L’ex fagotto si riprese. “Piuttosto sa che lei, frugando nell’immondizia, viola la segretezza della corrispondenza tutelata dalla Costituzione?”.
“Finché si tratta di corrispondenza, non di “monnezza” ”.
“Già, ‘res derelicta’, ci penserò prima di agire”.
Fieri delle reciproche citazioni scoppiammo a ridere e proposi: “Che ne dice se cenassimo insieme? Ovviamente non da lei, ma dai POS del suo rendiconto, minuziosamente specificati, vedo che è esperta dei ristoranti della zona. La invito volentieri, così magari, magnanima, rinuncia alla querela!”.
Il tempo di cambiarsi, trasformandosi in una signora non più di ¾ d’età, ma piacente e spiritosa, ed eccoci a tavola! Non ricordavo di essermi sentito così bene, leggero, allegro, entusiasta. Mi venne pure da canticchiare “dal letame nascono i fior”, licenza poetica per non dire “immondizia”.
Passarono in fretta alcune ore e purtroppo ad un certo punto dovemmo interrompere l’atmosfera frizzante e felice, cacciati dal ristoratore. Camminammo sempre gioiosamente e, arrivati a casa, le proposi di fermarsi al II° piano, da me.
“Saliamo a piedi, tanto non sono stanca, così parliamo”. Arrivati, la cosa più allettante mi parve tentare di baciarla intanto che aprivo la porta. “Aspetta, saliamo da me”.
Altri tre piani, ma ne sarebbe valsa la pena! Ritentai l’avance: “Ammetti che dopo una serata così bella, c’è un’unica naturale conclusione per quest’incontro pazzo!”.
“Immagino che tu sia sposato, come tutti”.

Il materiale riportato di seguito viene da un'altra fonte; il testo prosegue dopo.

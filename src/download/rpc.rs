//! aria2 JSON-RPC message types.

use serde::Serialize;

/// JSON-RPC protocol version.
pub const JSONRPC_VERSION: &str = "2.0";

/// Method that enqueues a URI download.
pub const ADD_URI_METHOD: &str = "aria2.addUri";

/// `aria2.addUri` request.
///
/// `params` serializes as `["token:<secret>", [<uri>], {options}]`.
#[derive(Debug, Serialize)]
pub struct AddUriRequest {
    pub jsonrpc: &'static str,
    pub method: &'static str,
    pub id: String,
    pub params: (String, Vec<String>, AddUriOptions),
}

/// Per-download options. aria2 expects every value as a string.
#[derive(Debug, Serialize)]
pub struct AddUriOptions {
    pub dir: String,
    pub out: String,
    #[serde(rename = "allow-overwrite")]
    pub allow_overwrite: String,
}

impl AddUriRequest {
    pub fn new(
        id: String,
        secret: &str,
        uri: String,
        dir: String,
        out: String,
        allow_overwrite: bool,
    ) -> Self {
        Self {
            jsonrpc: JSONRPC_VERSION,
            method: ADD_URI_METHOD,
            id,
            params: (
                format!("token:{}", secret),
                vec![uri],
                AddUriOptions {
                    dir,
                    out,
                    allow_overwrite: allow_overwrite.to_string(),
                },
            ),
        }
    }
}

“Come tutti”, ammisi un po’ mortificato.
“Ecco, vedi, da quando mi sono separata tanto tempo fa, ho vissuto delle storie con uomini sposati, storie appassionate, trasgressive, entusiasmanti all’inizio, ma poi difficili, faticose, anche tristi per sotterfugi e assenze. Ora non ho più l’età per buttarmi e poi domani devo partire per un lungo viaggio, per cui non ci sarà più neanche l’immondizia per tenerci in contatto. Dai, restiamo col ricordo felice di un incontro pazzo, come un regalo imprevisto alla fine”.
“Ma che schifezza di finale!?”.
“Mi pare in linea con quello che volevi scrivere, “una storia sporca”.
Ridemmo e ci abbracciammo a lungo, con tenerezza e complicità, senza seguito.
Scendendo le scale mi domandai se fossi più immalinconito per aver perso un’occasione incredibile alla nostra età o se invece mi sentissi sollevato per aver evitato il rischio di sotterfugi e fatiche ormai troppo pesanti. Noi due non lo sapremo mai.